What Happened During the California Genocide?
In 1851, California governor Peter Hardeman Burnett said “that a war of extermination will continue to be waged between the races until the Indian race becomes extinct must be expected.”
In the late 1840s as the Gold Rush brought more settlers to California, treaties with the Native American people who lived in those areas were broken. The United States government not only encouraged it, but rewarded it. In California specifically, the legislature passed the Act for the Government and Protection of Indians in 1850. Rather than protect the Native Americans, as the name would imply, the government rewarded settlers per the amount of Native Americans they murdered and the horses they stole. An estimated 1.7 million dollars in rewards was handed out for the murder of around sixteen thousand people. The Act also included a long list of a variety of “crimes” a Native person could be found guilty of and the punishment was often forced servitude.

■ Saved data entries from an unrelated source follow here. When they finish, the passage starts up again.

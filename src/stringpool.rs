//! Append-only arena for canonical series names.
//!
//! Names are written into fixed-capacity chunks; every interned name is a
//! [`Bytes`] view into its chunk, so the backing storage never moves and a
//! view stays valid for the pool's lifetime. The pool only grows: readers
//! that observed `size() == S` may later rescan from their previous offset
//! to pick up names added after `S` without locking out writers.

use bytes::{Bytes, BytesMut};
use regex::Regex;
use std::sync::RwLock;

use crate::types::MAX_SERIES_NAME_LEN;

/// Capacity of one arena chunk.
pub const POOL_CHUNK_SIZE: usize = MAX_SERIES_NAME_LEN * 0x1000;

/// Resumable scan position for [`StringPool::regex_match`].
///
/// A default-constructed offset starts the scan from the beginning of the
/// pool. After a scan the offset points past the scanned region, so the next
/// call only visits names added in between.
#[derive(Debug, Default, Clone, Copy, PartialEq, Eq)]
pub struct StringPoolOffset {
    entries: usize,
}

#[derive(Debug, Default)]
struct PoolInner {
    /// Open chunk; filled front to back, replaced when exhausted.
    open: BytesMut,
    /// Every interned name, in insertion order.
    entries: Vec<Bytes>,
    /// Total interned bytes. Monotonically non-decreasing.
    total_bytes: usize,
}

/// Append-only pool of interned series names.
#[derive(Debug, Default)]
pub struct StringPool {
    inner: RwLock<PoolInner>,
}

impl StringPool {
    pub fn new() -> Self {
        StringPool::default()
    }

    /// Appends `name` to the arena and returns a stable view of it.
    /// Interning the empty string returns an empty view without touching
    /// the arena.
    pub fn add(&self, name: &str) -> Bytes {
        if name.is_empty() {
            return Bytes::new();
        }
        let mut inner = self.inner.write().expect("string pool lock");
        if inner.open.capacity() < name.len() {
            inner.open = BytesMut::with_capacity(POOL_CHUNK_SIZE.max(name.len()));
        }
        inner.open.extend_from_slice(name.as_bytes());
        let view = inner.open.split().freeze();
        inner.total_bytes += view.len();
        inner.entries.push(view.clone());
        view
    }

    /// Total number of interned bytes. Monotone.
    pub fn size(&self) -> usize {
        self.inner.read().expect("string pool lock").total_bytes
    }

    /// Number of interned names. Monotone.
    pub fn entry_count(&self) -> usize {
        self.inner.read().expect("string pool lock").entries.len()
    }

    /// Scans names from `offset` to the current end of the pool and returns
    /// every name matched by `re`. On return `offset` points past the
    /// scanned region. Callers anchor the pattern when a full-name match is
    /// intended.
    pub fn regex_match(&self, re: &Regex, offset: &mut StringPoolOffset) -> Vec<Bytes> {
        let snapshot: Vec<Bytes> = {
            let inner = self.inner.read().expect("string pool lock");
            inner.entries[offset.entries.min(inner.entries.len())..].to_vec()
        };
        offset.entries += snapshot.len();
        snapshot
            .into_iter()
            .filter(|name| match std::str::from_utf8(name) {
                Ok(text) => re.is_match(text),
                Err(_) => false,
            })
            .collect()
    }
}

The genocidal campaign resulted in an eighty percent reduction of the Native American people in the area over just twenty-four years. This time period is also when Native Americans saw the rise of “residential schools,” meant to erase their traditions and cultures and force assimilation to that of the white colonizers. Of the people who did not get murdered, the children were kidnapped and sent to the residential schools, while the adults were forced into physical ranch labor on the lands they used to call home.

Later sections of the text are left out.